阿部氏、基本政策集発表 「学び」など重点6分野

2018年07月13日(金)

 19日告示、8月5日投開票の知事選に無所属で立候補を表明している現職で2期目の阿部守一氏(57)は12日、長野市内で記者会見し、公約となる「基本政策集2018」を発表した。「創造的で持続可能な共生社会」の実現を目指すとし、「学び」「働き」など六つの重点分野に138項目の取り組みを掲げた。
 2期目に掲げた「県民起点の県政」を基本姿勢として継続。本年度からの県政運営指針「総合5か年計画」を着実に進めるとする一方、「立候補するに当たっての政治家としての思い」として「学び」「働き」「生活」「産業」「技術」「共生」の六つの分野に重点的に取り組むとした。

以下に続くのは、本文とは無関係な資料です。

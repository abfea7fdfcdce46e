use std::sync::Arc;

use tracing_subscriber::EnvFilter;

use oficina::api::PlatformClient;
use oficina::config::{BootstrapConfig, Config};
use oficina::service::{bootstrap::SessionBootstrap, events::spawn_event_pump, heartbeat::spawn_heartbeat};
use oficina::store::{FileSessionCache, MemorySessionCache, SessionCache};

/// Headless runner: bootstraps the auth state against the configured backend and
/// logs every snapshot transition until interrupted.
#[tokio::main]
async fn main() {
    dotenvy::dotenv().ok();
    tracing_subscriber::fmt()
        .with_env_filter(EnvFilter::try_from_default_env().unwrap_or_else(|_| EnvFilter::new("info")))
        .init();

    let config = match Config::from_env() {
        Ok(config) => config,
        Err(e) => {
            eprintln!("Configuration error: {}", e);
            std::process::exit(1);
        }
    };

    let client = match PlatformClient::from_config(&config) {
        Ok(client) => client,
        Err(e) => {
            eprintln!("Failed to build platform client: {}", e);
            std::process::exit(1);
        }
    };

    let cache: Arc<dyn SessionCache> = match &config.session_cache_path {
        Some(path) => Arc::new(FileSessionCache::new(path.clone())),
        None => Arc::new(MemorySessionCache::default()),
    };

    let (bootstrap, events) = SessionBootstrap::new(client, cache, BootstrapConfig::default());
    let pump = spawn_event_pump(bootstrap.clone(), events);
    let heartbeat = spawn_heartbeat(bootstrap.clone());

    bootstrap.initialize().await;

    let snapshot = bootstrap.store().snapshot();
    match (&snapshot.profile, &snapshot.tenant) {
        (Some(profile), Some(tenant)) => {
            tracing::info!(
                "Signed in as {} ({}) at {} [{} plan]",
                profile.name,
                profile.role,
                tenant.name,
                tenant.plan
            );
        }
        (Some(profile), None) => {
            tracing::info!(
                degraded = snapshot.degraded,
                "Signed in as {} ({}) without tenant data",
                profile.name,
                profile.role
            );
        }
        _ => tracing::info!("No session; waiting for sign-in events"),
    }

    tracing::info!("Watching auth state, press Ctrl-C to exit");
    let mut snapshots = bootstrap.store().subscribe();
    loop {
        tokio::select! {
            _ = tokio::signal::ctrl_c() => break,
            changed = snapshots.changed() => {
                if changed.is_err() {
                    break;
                }

                let snapshot = snapshots.borrow().clone();
                tracing::info!(
                    update = snapshot.last_update,
                    authenticated = snapshot.is_authenticated(),
                    degraded = snapshot.degraded,
                    "Auth state changed"
                );
            }
        }
    }

    pump.abort();
    heartbeat.abort();
}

 「学び」では白馬高校(北安曇郡白馬村)国際観光科のような生徒の全国募集を広く検討するほか、県内にない学部・学科を中心に高等教育機関の立地を促進するとした。「働き」では保育士確保などに力を入れて女性の就業を支援。「生活」では医療、交通、防災、まち・むらづくりの分野で具体的な取り組みを挙げ、安心して暮らせる持続可能な社会をつくるとした。
 「産業」では県を売り込む県営業本部(仮称)の設置を掲げ、「技術」では先端技術を生かす政策を企画立案する組織の新設、試験研究機関の再編強化を挙げた。「共生」には困難を抱える子どもや家庭への支援の充実などを盛り込んだ。ほかに「自治力」の強化として、公文書管理の在り方や、主要農作物種子法(種子法)の廃止に伴う独自条例の制定を検討するとした。
 一方、第1次政策を5月末に発表している新人で元上田市議の金井忠一氏(67)=無所属=は、最終的な公約を13日に示すとしている。